Associate of Applied Science (AAS) in Veterinary Technology
Most 2-year degree programs are offered by community colleges and vocational schools, but some larger colleges also confer associate's degrees. Community colleges require a completed application and high school diploma or the equivalent for admission to the school. The curriculum for a program leading to an associate's degree in veterinary technology will focus on all aspects of a career as a vet tech. Students learn surgical assisting, nursing and laboratory testing procedures necessary to animal care services, as well as veterinary office management skills.

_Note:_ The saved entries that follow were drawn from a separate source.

//! Core types for SKFS
//!
//! This crate defines the foundational types used throughout the engine:
//! - BaseName: Directory key (string or integer)
//! - DirName: Validated absolute directory name
//! - Path: (DirName, BaseName) pair identifying a cell
//! - Tick: Monotonic logical clock
//! - File: Interned immutable value
//! - Interner: Canonical table making structural equality coincide with identity
//! - SkfsError: Error type hierarchy with frozen wire codes
//! - Limits: Size limits for directory names and keys

#![warn(missing_docs)]
#![warn(clippy::all)]

pub mod error;
pub mod file;
pub mod intern;
pub mod limits;
pub mod types;

pub use error::{ErrorCode, SkfsError, SkfsResult};
pub use file::{ExternalId, File, FileData, FileDecode};
pub use intern::Interner;
pub use limits::{Limits, NameError};
pub use types::{BaseName, DirName, Path, Tick};
use crate::domain::model::Ipv4Address;
use crate::utils::error::{AuthError, Result};
use std::str::FromStr;

/// Parses dotted-decimal IPv4 text.
///
/// Exactly four components, each ASCII decimal digits with a value in `0..=255`.
/// Out-of-range octets such as `256` are rejected rather than truncated.
pub fn parse_ipv4(text: &str) -> Result<Ipv4Address> {
    let mut components = text.split('.');
    let mut value: u32 = 0;

    for _ in 0..4 {
        let octet = components
            .next()
            .and_then(parse_octet)
            .ok_or_else(|| AuthError::malformed(text))?;
        value = (value << 8) | u32::from(octet);
    }

    if components.next().is_some() {
        return Err(AuthError::malformed(text));
    }

    Ok(Ipv4Address(value))
}

fn parse_octet(component: &str) -> Option<u8> {
    // u8::from_str would also take a leading '+'
    if component.is_empty() || !component.bytes().all(|b| b.is_ascii_digit()) {
        return None;
    }
    component.parse().ok()
}

impl FromStr for Ipv4Address {
    type Err = AuthError;

    fn from_str(s: &str) -> Result<Self> {
        parse_ipv4(s)
    }
}
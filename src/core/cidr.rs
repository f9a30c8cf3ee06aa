use crate::core::address::parse_ipv4;
use crate::domain::model::{Allowlist, CidrRange, Ipv4Address, HOST_PREFIX_LEN};
use crate::utils::error::{AuthError, Result};
use std::str::FromStr;

/// Top `prefix_len` bits set. `0` gives an empty mask, `32` and above give all ones.
pub fn prefix_mask(prefix_len: u8) -> u32 {
    match prefix_len {
        0 => 0,
        p if p >= HOST_PREFIX_LEN => u32::MAX,
        p => u32::MAX << (HOST_PREFIX_LEN - p),
    }
}

pub fn in_range(address: Ipv4Address, range: &CidrRange) -> bool {
    match range.prefix_len {
        HOST_PREFIX_LEN => address == range.base,
        0 => true,
        p => {
            let mask = prefix_mask(p);
            (address.to_bits() & mask) == (range.base.to_bits() & mask)
        }
    }
}

/// Parses `a.b.c.d/n`, or `a.b.c.d` for a single host.
pub fn parse_cidr(text: &str) -> Result<CidrRange> {
    let (base_text, prefix_text) = match text.split_once('/') {
        Some((base, prefix)) => (base, Some(prefix)),
        None => (text, None),
    };

    let base = parse_ipv4(base_text).map_err(|_| AuthError::InvalidCidr {
        input: text.to_string(),
        reason: format!("'{}' is not a dotted-decimal IPv4 address", base_text),
    })?;

    let prefix_len = prefix_text
        .map(|p| parse_prefix_len(text, p))
        .transpose()?;

    Ok(CidrRange::new(base, prefix_len))
}

fn parse_prefix_len(input: &str, prefix: &str) -> Result<u8> {
    let invalid = || AuthError::InvalidCidr {
        input: input.to_string(),
        reason: format!(
            "prefix length '{}' must be an integer between 0 and {}",
            prefix, HOST_PREFIX_LEN
        ),
    };

    if prefix.is_empty() || !prefix.bytes().all(|b| b.is_ascii_digit()) {
        return Err(invalid());
    }
    match prefix.parse::<u8>() {
        Ok(p) if p <= HOST_PREFIX_LEN => Ok(p),
        _ => Err(invalid()),
    }
}

impl FromStr for CidrRange {
    type Err = AuthError;

    fn from_str(s: &str) -> Result<Self> {
        parse_cidr(s)
    }
}

impl TryFrom<String> for CidrRange {
    type Error = AuthError;

    fn try_from(value: String) -> Result<Self> {
        parse_cidr(&value)
    }
}

impl From<CidrRange> for String {
    fn from(range: CidrRange) -> Self {
        range.to_string()
    }
}

impl CidrRange {
    pub fn contains(&self, address: Ipv4Address) -> bool {
        in_range(address, self)
    }
}

impl Allowlist {
    /// Parses every entry, stopping at the first one that is not a valid range.
    pub fn parse<S: AsRef<str>>(entries: &[S]) -> Result<Self> {
        entries
            .iter()
            .map(|entry| parse_cidr(entry.as_ref().trim()))
            .collect::<Result<Vec<_>>>()
            .map(Allowlist::new)
    }

    /// Scans in order and stops at the first matching range.
    pub fn contains(&self, address: Ipv4Address) -> bool {
        self.ranges().iter().any(|range| in_range(address, range))
    }

    pub fn first_match(&self, address: Ipv4Address) -> Option<&CidrRange> {
        self.ranges().iter().find(|range| in_range(address, range))
    }
}
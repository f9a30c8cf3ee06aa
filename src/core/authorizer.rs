use crate::core::address::parse_ipv4;
use crate::domain::model::{Allowlist, AuthDecision, CidrRange};
use crate::domain::ports::AllowlistProvider;
use crate::utils::error::{AuthError, Result};

/// Admission check for a single source address against a fixed allowlist.
///
/// Holds no mutable state, so one instance can be shared by every concurrent request.
#[derive(Debug, Clone)]
pub struct Authorizer {
    allowlist: Allowlist,
    bypass: bool,
}

impl Authorizer {
    pub fn new(allowlist: Allowlist, bypass: bool) -> Self {
        Self { allowlist, bypass }
    }

    pub fn from_provider<C: AllowlistProvider>(config: &C) -> Self {
        Self::new(config.allowlist().clone(), config.bypass())
    }

    pub fn allowlist(&self) -> &Allowlist {
        &self.allowlist
    }

    pub fn is_bypassed(&self) -> bool {
        self.bypass
    }

    /// Like [`Authorizer::authorize`] but hands a malformed address back to the caller.
    pub fn try_authorize(&self, source_ip: &str) -> Result<AuthDecision> {
        // bypass must win before the address is even looked at
        if self.bypass {
            tracing::debug!("Build stage bypass active, allowing '{}'", source_ip);
            return Ok(AuthDecision::ALLOW);
        }

        let address = parse_ipv4(source_ip)?;

        match self.allowlist.first_match(address) {
            Some(range) => {
                tracing::debug!("Allowing {} (matched {})", address, range);
                Ok(AuthDecision::ALLOW)
            }
            None => {
                tracing::debug!("Denying {}: no allowlist range matched", address);
                Ok(AuthDecision::DENY)
            }
        }
    }

    /// Fail-closed: an address that does not parse is denied.
    pub fn authorize(&self, source_ip: &str) -> AuthDecision {
        match self.try_authorize(source_ip) {
            Ok(decision) => decision,
            Err(AuthError::MalformedAddress { input }) => {
                tracing::warn!("Denying malformed source address '{}'", input);
                AuthDecision::DENY
            }
            Err(e) => {
                tracing::warn!("Denying '{}' after unexpected error: {}", source_ip, e);
                AuthDecision::DENY
            }
        }
    }
}

/// Stateless form of [`Authorizer::authorize`] for callers holding a plain slice of ranges.
pub fn authorize(source_ip: &str, allowlist: &[CidrRange], bypass: bool) -> AuthDecision {
    if bypass {
        return AuthDecision::ALLOW;
    }

    match parse_ipv4(source_ip) {
        Ok(address) => AuthDecision {
            allowed: allowlist.iter().any(|range| range.contains(address)),
        },
        Err(e) => {
            tracing::warn!("{}", e);
            AuthDecision::DENY
        }
    }
}

#[cfg(test)]
mod tests {
    use super::*;

    fn authorizer(entries: &[&str], bypass: bool) -> Authorizer {
        Authorizer::new(Allowlist::parse(entries).unwrap(), bypass)
    }

    #[test]
    fn test_bypass_skips_parsing() {
        let auth = authorizer(&["10.0.0.0/8"], true);
        assert!(auth.authorize("").allowed);
        assert!(auth.authorize("not-an-ip").allowed);
        assert!(auth.try_authorize("999.1.1.1").unwrap().allowed);
    }

    #[test]
    fn test_try_authorize_propagates_malformed() {
        let auth = authorizer(&["10.0.0.0/8"], false);
        assert!(matches!(
            auth.try_authorize("not-an-ip"),
            Err(AuthError::MalformedAddress { .. })
        ));
    }

    #[test]
    fn test_authorize_fails_closed() {
        let auth = authorizer(&["0.0.0.0/0"], false);
        assert!(!auth.authorize("not-an-ip").allowed);
        assert!(!auth.authorize("").allowed);
        assert!(!auth.authorize("256.0.0.1").allowed);
    }

    #[test]
    fn test_synthetic_allowlist() {
        let auth = authorizer(&["192.0.2.0/30", "198.51.100.7"], false);
        assert!(auth.authorize("192.0.2.3").allowed);
        assert!(!auth.authorize("192.0.2.4").allowed);
        assert!(auth.authorize("198.51.100.7").allowed);
        assert!(!auth.authorize("198.51.100.8").allowed);
    }

    #[test]
    fn test_free_function_matches_struct() {
        let list = Allowlist::parse(&["192.0.2.0/30"]).unwrap();
        let auth = Authorizer::new(list.clone(), false);
        for ip in ["192.0.2.1", "192.0.2.9", "junk", ""] {
            assert_eq!(authorize(ip, list.ranges(), false), auth.authorize(ip));
        }
        assert!(authorize("junk", list.ranges(), true).allowed);
    }
}
pub mod adapters;
pub mod config;
pub mod core;
pub mod domain;
pub mod utils;

#[cfg(feature = "cli")]
pub use crate::config::CliConfig;

pub use crate::adapters::gateway::{handle_request, AuthorizerRequest, AuthorizerResponse};
pub use crate::config::{toml_config::TomlConfig, AuthorizerConfig};
pub use crate::core::authorizer::{authorize, Authorizer};
pub use crate::domain::model::{Allowlist, AuthDecision, CidrRange, Ipv4Address};
pub use crate::utils::error::{AuthError, Result};
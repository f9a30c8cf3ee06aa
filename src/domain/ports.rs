use crate::domain::model::Allowlist;

/// Anything that can hand the authorizer its allowlist and bypass flag.
pub trait AllowlistProvider: Send + Sync {
    fn allowlist(&self) -> &Allowlist;

    /// True when the current deployment stage is the designated build stage.
    fn bypass(&self) -> bool;
}
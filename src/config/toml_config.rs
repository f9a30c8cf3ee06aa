use crate::config::{AuthorizerConfig, DEFAULT_BYPASS_STAGE};
use crate::domain::model::Allowlist;
use crate::utils::error::{AuthError, Result};
use crate::utils::validation::{validate_non_empty_list, validate_non_empty_string, Validate};
use serde::{Deserialize, Serialize};
use std::path::Path;

/// Allowlist file, e.g.
///
/// ```toml
/// bypass_stage = "build"
/// allowlist = ["51.149.8.0/25", "3.9.56.99"]
/// ```
#[derive(Debug, Clone, Serialize, Deserialize)]
#[serde(deny_unknown_fields)]
pub struct TomlConfig {
    pub allowlist: Allowlist,
    pub bypass_stage: Option<String>,
}

impl TomlConfig {
    /// Loads and validates an allowlist file.
    pub fn from_file<P: AsRef<Path>>(path: P) -> Result<Self> {
        let content = std::fs::read_to_string(&path).map_err(AuthError::IoError)?;
        let config = Self::from_toml_str(&content)?;
        config.validate()?;
        Ok(config)
    }

    /// Parses without validating.
    pub fn from_toml_str(content: &str) -> Result<Self> {
        let processed_content = Self::substitute_env_vars(content)?;

        toml::from_str(&processed_content).map_err(|e| AuthError::ConfigError {
            message: format!("TOML parsing error: {}", e),
        })
    }

    /// Replaces `${VAR}` with the variable's value; unset variables are left as written.
    fn substitute_env_vars(content: &str) -> Result<String> {
        use regex::Regex;
        let re = Regex::new(r"\$\{([^}]+)\}").map_err(|e| AuthError::ConfigError {
            message: format!("Invalid substitution pattern: {}", e),
        })?;

        let result = re.replace_all(content, |caps: &regex::Captures| {
            let var_name = &caps[1];
            std::env::var(var_name).unwrap_or_else(|_| format!("${{{}}}", var_name))
        });

        Ok(result.to_string())
    }

    pub fn into_config(self, stage: Option<String>) -> AuthorizerConfig {
        AuthorizerConfig {
            allowlist: self.allowlist,
            stage,
            bypass_stage: self
                .bypass_stage
                .unwrap_or_else(|| DEFAULT_BYPASS_STAGE.to_string()),
        }
    }
}

impl Validate for TomlConfig {
    fn validate(&self) -> Result<()> {
        validate_non_empty_list("allowlist", self.allowlist.ranges())?;
        if let Some(stage) = &self.bypass_stage {
            validate_non_empty_string("bypass_stage", stage)?;
        }
        Ok(())
    }
}
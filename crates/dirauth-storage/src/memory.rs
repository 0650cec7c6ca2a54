//! In-memory user repository.
//!
//! Backed by a concurrent map; suitable for tests and for embedders
//! whose user base is provisioned up front.

use async_trait::async_trait;
use dashmap::DashMap;
use dirauth_model::DirectoryUser;

use crate::error::{RepositoryError, RepositoryResult};
use crate::repository::UserRepository;

/// A thread-safe, map-backed [`UserRepository`].
#[derive(Debug, Default)]
pub struct InMemoryUserRepository {
    users: DashMap<String, DirectoryUser>,
}

impl InMemoryUserRepository {
    /// Creates an empty repository.
    #[must_use]
    pub fn new() -> Self {
        Self::default()
    }

    /// Inserts (or replaces) a user record, keyed by username.
    pub fn insert(&self, user: DirectoryUser) {
        self.users.insert(user.username.clone(), user);
    }

    /// Removes a user record by username.
    pub fn remove(&self, username: &str) -> Option<DirectoryUser> {
        self.users.remove(username).map(|(_, user)| user)
    }

    /// Returns the number of stored records.
    #[must_use]
    pub fn len(&self) -> usize {
        self.users.len()
    }

    /// Checks whether the repository is empty.
    #[must_use]
    pub fn is_empty(&self) -> bool {
        self.users.is_empty()
    }
}

#[async_trait]
impl UserRepository for InMemoryUserRepository {
    async fn load_by_username(&self, username: &str) -> RepositoryResult<DirectoryUser> {
        self.users
            .get(username)
            .map(|entry| entry.value().clone())
            .ok_or_else(|| RepositoryError::not_found(username))
    }

    async fn refresh(&self, user: &DirectoryUser) -> RepositoryResult<DirectoryUser> {
        self.load_by_username(&user.username).await
    }
}

#[cfg(test)]
mod tests {
    use super::*;
    use dirauth_model::roles;

    #[tokio::test]
    async fn load_returns_stored_record() {
        let repo = InMemoryUserRepository::new();
        repo.insert(DirectoryUser::new("jdoe").with_role(roles::ROLE_USER));

        let user = repo.load_by_username("jdoe").await.unwrap();
        assert_eq!(user.username, "jdoe");
        assert!(user.has_role(roles::ROLE_USER));
    }

    #[tokio::test]
    async fn load_missing_is_not_found() {
        let repo = InMemoryUserRepository::new();

        let err = repo.load_by_username("ghost").await.unwrap_err();
        assert!(err.is_not_found());
    }

    #[tokio::test]
    async fn refresh_resolves_placeholder() {
        let repo = InMemoryUserRepository::new();
        repo.insert(
            DirectoryUser::new("jdoe")
                .with_dn("uid=jdoe,ou=users,dc=example,dc=com")
                .with_role(roles::ROLE_USER),
        );

        let placeholder = DirectoryUser::new("jdoe");
        let resolved = repo.refresh(&placeholder).await.unwrap();

        assert!(resolved.dn.is_some());
        assert!(resolved.has_role(roles::ROLE_USER));
    }

    #[tokio::test]
    async fn remove_empties_repository() {
        let repo = InMemoryUserRepository::new();
        repo.insert(DirectoryUser::new("jdoe"));
        assert_eq!(repo.len(), 1);

        assert!(repo.remove("jdoe").is_some());
        assert!(repo.is_empty());
    }
}
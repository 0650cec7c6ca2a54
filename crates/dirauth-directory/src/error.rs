//! Directory error types.
//!
//! ## Security Note
//!
//! Error messages must not leak secrets or internal directory
//! structure. A clean credential rejection is `Ok(false)` from the bind
//! call, never an error; these variants cover transport and protocol
//! faults only.

use thiserror::Error;

/// Errors that can occur while talking to the directory server.
#[derive(Debug, Error)]
pub enum DirectoryError {
    /// Connection to the directory failed.
    #[error("directory connection failed: {0}")]
    Connection(String),

    /// The bind operation itself failed (not a credential rejection).
    #[error("directory bind failed: {0}")]
    Bind(String),

    /// Protocol error from the directory server.
    #[error("directory protocol error: {0}")]
    Protocol(String),

    /// The operation timed out.
    #[error("directory operation timed out")]
    Timeout,
}

impl DirectoryError {
    /// Creates a connection error.
    #[must_use]
    pub fn connection(msg: impl Into<String>) -> Self {
        Self::Connection(msg.into())
    }

    /// Creates a bind error.
    #[must_use]
    pub fn bind(msg: impl Into<String>) -> Self {
        Self::Bind(msg.into())
    }

    /// Creates a protocol error.
    #[must_use]
    pub fn protocol(msg: impl Into<String>) -> Self {
        Self::Protocol(msg.into())
    }

    /// Checks if this is a connection-related error.
    #[must_use]
    pub const fn is_connection_error(&self) -> bool {
        matches!(self, Self::Connection(_) | Self::Timeout)
    }
}

/// Result type for directory operations.
pub type DirectoryResult<T> = Result<T, DirectoryError>;
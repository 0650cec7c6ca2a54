//! # dirauth-storage
//!
//! User repository contract for the dirauth LDAP authentication
//! provider, plus an in-memory implementation for tests and embedders.
//!
//! The authentication core only needs two operations from its storage
//! backend: look a user up by username before a bind, and refresh a
//! placeholder identity after one. Lookup misses are a distinct error
//! variant because the core's error-hiding policy treats them
//! differently from backend failures.

#![forbid(unsafe_code)]
#![deny(warnings)]
#![deny(missing_docs)]

pub mod error;
pub mod memory;
pub mod repository;

pub use error::{RepositoryError, RepositoryResult};
pub use memory::InMemoryUserRepository;
pub use repository::UserRepository;
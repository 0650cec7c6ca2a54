//! # dirauth-directory
//!
//! Directory manager contract for the dirauth LDAP authentication
//! provider.
//!
//! The authentication core treats the directory server as a boolean
//! oracle: given a username and secret, a bind either strictly succeeds
//! (`Ok(true)`), is cleanly rejected (`Ok(false)`), or fails for
//! transport/protocol reasons (`Err`). Connection management, pooling,
//! TLS, and the search-then-bind mechanics all live behind this
//! boundary, in the implementation.

#![forbid(unsafe_code)]
#![deny(warnings)]
#![deny(missing_docs)]

pub mod error;
pub mod manager;
pub mod request;

pub use error::{DirectoryError, DirectoryResult};
pub use manager::DirectoryManager;
pub use request::BindRequest;
//! Repository error types.

use thiserror::Error;

/// Errors that can occur during user repository operations.
#[derive(Debug, Error)]
pub enum RepositoryError {
    /// No user record exists for the given username.
    #[error("user not found: {0}")]
    NotFound(String),

    /// The storage backend failed.
    #[error("user lookup failed: {0}")]
    Backend(String),
}

impl RepositoryError {
    /// Creates a not found error.
    #[must_use]
    pub fn not_found(username: impl Into<String>) -> Self {
        Self::NotFound(username.into())
    }

    /// Creates a backend error.
    #[must_use]
    pub fn backend(msg: impl Into<String>) -> Self {
        Self::Backend(msg.into())
    }

    /// Checks if this is a not found error.
    #[must_use]
    pub const fn is_not_found(&self) -> bool {
        matches!(self, Self::NotFound(_))
    }
}

/// Result type for repository operations.
pub type RepositoryResult<T> = Result<T, RepositoryError>;
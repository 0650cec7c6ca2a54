//! Pre-bind hook event and broadcaster contract.
//!
//! The hook is an extension point allowing external policy (account
//! lockout, rate limiting, maintenance windows) to veto an attempt
//! before the directory round-trip. A subscriber vetoes by returning an
//! error from `publish`.

use async_trait::async_trait;
use chrono::{DateTime, Utc};
use dirauth_model::DirectoryUser;
use serde::{Deserialize, Serialize};
use thiserror::Error;

/// Name of the event broadcast before the directory bind.
pub const PRE_BIND: &str = "pre_bind";

/// Event published for a candidate identity before the bind.
#[derive(Debug, Clone, Serialize, Deserialize)]
pub struct PreBindEvent {
    user: DirectoryUser,
    timestamp: DateTime<Utc>,
}

impl PreBindEvent {
    /// Creates an event for the candidate identity.
    #[must_use]
    pub fn new(user: DirectoryUser) -> Self {
        Self {
            user,
            timestamp: Utc::now(),
        }
    }

    /// The event name.
    #[must_use]
    pub const fn name(&self) -> &'static str {
        PRE_BIND
    }

    /// The candidate identity about to be bound.
    #[must_use]
    pub const fn user(&self) -> &DirectoryUser {
        &self.user
    }

    /// When the event was created.
    #[must_use]
    pub const fn timestamp(&self) -> DateTime<Utc> {
        self.timestamp
    }
}

/// A subscriber's rejection of an authentication attempt.
#[derive(Debug, Error)]
#[error("{reason}")]
pub struct HookError {
    reason: String,
}

impl HookError {
    /// Creates a veto with the given reason.
    #[must_use]
    pub fn new(reason: impl Into<String>) -> Self {
        Self {
            reason: reason.into(),
        }
    }

    /// The subscriber's reason for the veto.
    #[must_use]
    pub fn reason(&self) -> &str {
        &self.reason
    }
}

/// Result type for hook publication.
pub type HookResult<T> = Result<T, HookError>;

/// Publishes pre-bind events to interested subscribers.
///
/// Any `Err` from `publish` is treated as a veto of the whole
/// authentication attempt.
#[async_trait]
pub trait HookBroadcaster: Send + Sync {
    /// Publishes the event. Returning an error vetoes the attempt.
    async fn publish(&self, event: &PreBindEvent) -> HookResult<()>;
}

Common courses include:
- Laboratory animal management
- Administrative veterinary procedures
- Veterinary medical terminology
- Animal anatomy and physiology
- Anesthesiology for veterinary techs
- Veterinary pharmacology
Employment Outlook and Salary Info
With advances in veterinary medicine and a projected increase in the demand for veterinary care, employment for veterinary techs is expected to grow 19% between 2014 and 2024, according the U.S. Bureau of Labor Statistics (BLS, www.bls.gov). In May 2015, the BLS reported the median annual salary for veterinary techs was $31,800.
Veterinary technologists typically earn an associate's degree from an accredited program in order to be licensed. When students complete their degree they can work in settings such as a private veterinary office, veterinary hospital, clinic or even a zoo.